The structure of You Have Given Me a Country seems almost quilt-like—distinct sections stitched together to create a decipherable whole. How did you approach blocking (to borrow again from quilting) the elements of your life to build a memoir that is also a meditation on race, family, and how we decide who we are?
The memoir actually started as my Cultural Studies PhD dissertation. I had the factual and scholarly skeleton to build from and I filled it out with journey, characters, personal reflection, and scene.
The first section sets up my parents, the second is our story as a family, the third and fourth delve into a type of poetic analysis of categorization, love, and nation. The final section returns to a more narrative approach and brings the reader up to a fully informed present. It’s my hope that the more theoretical and historical aspects of the book will resonate because readers are first introduced to these concepts through the lives of the characters—who are real people. I felt it was important to make sure the reader was invested in my family before exploring the equally important “personal as political” aspects of the book. I tried to set the emotional blocks in place first, and then the philosophical.
Photographs are interspersed in the text—were they always a part of the project? What role do they serve?

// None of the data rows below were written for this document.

use crate::result::RenameError;
use std::collections::HashSet;
use std::path::{Path, PathBuf};
use std::sync::{Mutex, MutexGuard, PoisonError};

/// Target paths already handed out during one run. Shared by all workers of
/// the run so two files can never be given the same target.
#[derive(Debug, Default)]
pub struct ClaimTable {
    claimed: Mutex<HashSet<PathBuf>>,
}

impl ClaimTable {
    pub fn new() -> Self {
        Self::default()
    }

    /// Returns false if the path was already claimed.
    pub fn claim(&self, path: &Path) -> bool {
        self.lock().insert(path.to_path_buf())
    }

    pub fn is_claimed(&self, path: &Path) -> bool {
        self.lock().contains(path)
    }

    fn lock(&self) -> MutexGuard<'_, HashSet<PathBuf>> {
        self.claimed.lock().unwrap_or_else(PoisonError::into_inner)
    }
}

/// `base+ext` next to `original`, or `base_1+ext`, `base_2+ext`, ... until a
/// path is found that is either the original itself or free on disk, and not
/// yet claimed in this run.
pub fn find_unique_target_path(
    original: &Path,
    base: &str,
    extension: &str,
    claims: &ClaimTable,
) -> Result<PathBuf, RenameError> {
    let parent = original
        .parent()
        .ok_or_else(|| RenameError::NoParent(original.to_path_buf()))?;

    let mut candidate = parent.join(format!("{base}{extension}"));
    let mut n = 0usize;
    loop {
        if is_available(&candidate, original) && claims.claim(&candidate) {
            return Ok(candidate);
        }
        n += 1;
        candidate = parent.join(format!("{base}_{n}{extension}"));
    }
}

fn is_available(candidate: &Path, original: &Path) -> bool {
    candidate == original || candidate.symlink_metadata().is_err()
}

In the earlier narrative sections of the book, the photos serve as artifacts, as pieces of historical grounding. In the more theoretical sections about love, sexuality, and legislation, I made sure to include photos of my cousin John, his partner Jim, and my mother and father. In those sections which are a more fact-driven, I used the photos to create intimacy and humanity.

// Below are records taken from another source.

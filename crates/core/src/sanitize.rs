/// Replaces characters that are unsafe in file names with `_` and trims
/// surrounding whitespace. Empty input stays empty.
pub fn sanitize(value: &str) -> String {
    let out: String = value
        .chars()
        .map(|ch| if is_disallowed_char(ch) { '_' } else { ch })
        .collect();
    out.trim().to_string()
}

fn is_disallowed_char(ch: char) -> bool {
    matches!(ch, '\\' | '/' | ':' | '*' | '?' | '"' | '<' | '>' | '|') || ch.is_control()
}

Most of the contemporary photos in the book are ones I took. The photos from the past are ones I chose from a larger selection, so even in that way, through my selection, the reader is given another bit of my “view” on the story.
There’s a photo of my mother and uncle standing on their Long Island lawn—newly middle class, my mother in her First Holy Communion dress and veil and my uncle in his Boy Scout’s uniform. What I love about the photo is that it is slightly blurry and on an angle. The photo doesn’t reflect the text, but it captures the spirit of the story. When I was a kid, I was always fascinated by this particular picture because it looked to me like my mother and uncle were wearing uniforms that showed they were a part of something American. Growing up brown, in-between, and minority on the exact same Island, the photo called to me with a sense of belonging that I both longed for and found terrifying.
When writing about my father, I included a page from his passport stamped with the word CANCELLED. I wanted to connect the idea of a “cancelled” citizenship, the strange official-ness of passports and stamps and nationality, as opposed to what resides in the human heart. That’s the power of images I hope I successfully integrated into the memoir.
A blend of history, memory, myth, and cultural studies, this memoir blurs borders of genre and identity, exploring what it means to be biracial in America. Following her heritage, Vaswani reveals the self as culmination of all that went before.